Work request
Copy each line in the data that includes the word "Parser".

Dataset entries

//! Wordle Ranker - CLI
//!
//! Plays Wordle against a hidden target using letter-frequency ranking.

use anyhow::{Context, Result};
use clap::{Parser, Subcommand};
use indicatif::ProgressBar;
use log::LevelFilter;
use rand::SeedableRng;
use rand::rngs::StdRng;
use std::path::PathBuf;
use wordle_ranker::{
    commands::{analyze_word, play_random, run_benchmark, solve_word},
    config::{DEFAULT_WORD_LENGTH, DictionarySource, RunConfig},
    output::{ConsoleReporter, print_analysis_result, print_benchmark_result},
    solver::GameError,
    wordlists::loader::load_dictionary,
};

#[derive(Parser)]
#[command(
    name = "wordle_ranker",
    about = "Automated Wordle player using constraint narrowing and letter-frequency ranking",
    version,
    author
)]
struct Cli {
    #[command(subcommand)]
    command: Option<Commands>,

    /// Dictionary file, one word per line (default: embedded list)
    #[arg(short, long, global = true)]
    dictionary: Option<PathBuf>,

    /// Word length for the game
    #[arg(short, long, global = true, default_value_t = DEFAULT_WORD_LENGTH)]
    length: usize,

    /// Seed for target selection
    #[arg(short, long, global = true)]
    seed: Option<u64>,

    /// Increase logging (-v info, -vv debug, -vvv trace); RUST_LOG overrides
    #[arg(short, long, global = true, action = clap::ArgAction::Count)]
    verbose: u8,
}

#[derive(Subcommand)]
enum Commands {
    /// Play against a random dictionary word (default)
    Play,

    /// Play against a specific target word
    Solve {
        /// The target word to solve
        word: String,

        /// Show feedback marks and candidate counts for every guess
        #[arg(long)]
        details: bool,
    },

    /// Play against every dictionary word and summarize
    Benchmark {
        /// Only use the first N dictionary words as targets
        #[arg(short = 'n', long)]
        limit: Option<usize>,
    },

    /// Show how the guess selector scores a word
    Analyze {
        /// Word to analyze
        word: String,
    },
}

fn init_logging(verbose: u8) {
    let level = match verbose {
        0 => LevelFilter::Warn,
        1 => LevelFilter::Info,
        2 => LevelFilter::Debug,
        _ => LevelFilter::Trace,
    };

    env_logger::Builder::new()
        .filter_level(level)
        .parse_default_env()
        .init();
}

fn main() -> Result<()> {
    let cli = Cli::parse();
    init_logging(cli.verbose);

    let config = RunConfig::new(cli.dictionary, cli.length, cli.seed);
    let dictionary = load_dictionary(&config.dictionary, config.game.word_length)
        .with_context(|| match &config.dictionary {
            DictionarySource::File(path) => {
                format!("failed to read dictionary {}", path.display())
            }
            DictionarySource::Embedded => "failed to load embedded dictionary".to_string(),
        })?;

    // Default to Play mode if no command given
    let command = cli.command.unwrap_or(Commands::Play);

    let outcome = match command {
        Commands::Play => run_play_command(&config, &dictionary),
        Commands::Solve { word, details } => {
            run_solve_command(&config, &dictionary, &word, details)
        }
        Commands::Benchmark { limit } => run_benchmark_command(&config, &dictionary, limit),
        Commands::Analyze { word } => run_analyze_command(&config, &dictionary, &word),
    };

    match outcome {
        // Not a failure: there is simply nothing to play
        Err(GameError::EmptyDictionary { length }) => {
            println!("No words found with length {length}");
            Ok(())
        }
        other => other.context("could not start the game"),
    }
}

fn run_play_command(config: &RunConfig, dictionary: &[String]) -> Result<(), GameError> {
    let mut reporter = ConsoleReporter::new(false);

    if let Some(seed) = config.seed {
        let mut rng = StdRng::seed_from_u64(seed);
        play_random(&config.game, dictionary, &mut rng, &mut reporter)?;
    } else {
        play_random(&config.game, dictionary, &mut rand::rng(), &mut reporter)?;
    }
    Ok(())
}

fn run_solve_command(
    config: &RunConfig,
    dictionary: &[String],
    word: &str,
    details: bool,
) -> Result<(), GameError> {
    let mut reporter = ConsoleReporter::new(details);
    solve_word(&config.game, dictionary, word, &mut reporter)?;
    Ok(())
}

fn run_benchmark_command(
    config: &RunConfig,
    dictionary: &[String],
    limit: Option<usize>,
) -> Result<(), GameError> {
    let targets = &dictionary[..limit.unwrap_or(dictionary.len()).min(dictionary.len())];
    println!("🎯 Testing {} words...", targets.len());

    let progress = ProgressBar::new(targets.len() as u64);
    let result = run_benchmark(&config.game, dictionary, targets, &progress)?;
    print_benchmark_result(&result);
    Ok(())
}

fn run_analyze_command(
    config: &RunConfig,
    dictionary: &[String],
    word: &str,
) -> Result<(), GameError> {
    let result = analyze_word(word, &config.game, dictionary)?;
    print_analysis_result(&result);
    Ok(())
}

Result for this exercise
use clap::{Parser, Subcommand};
#[derive(Parser)]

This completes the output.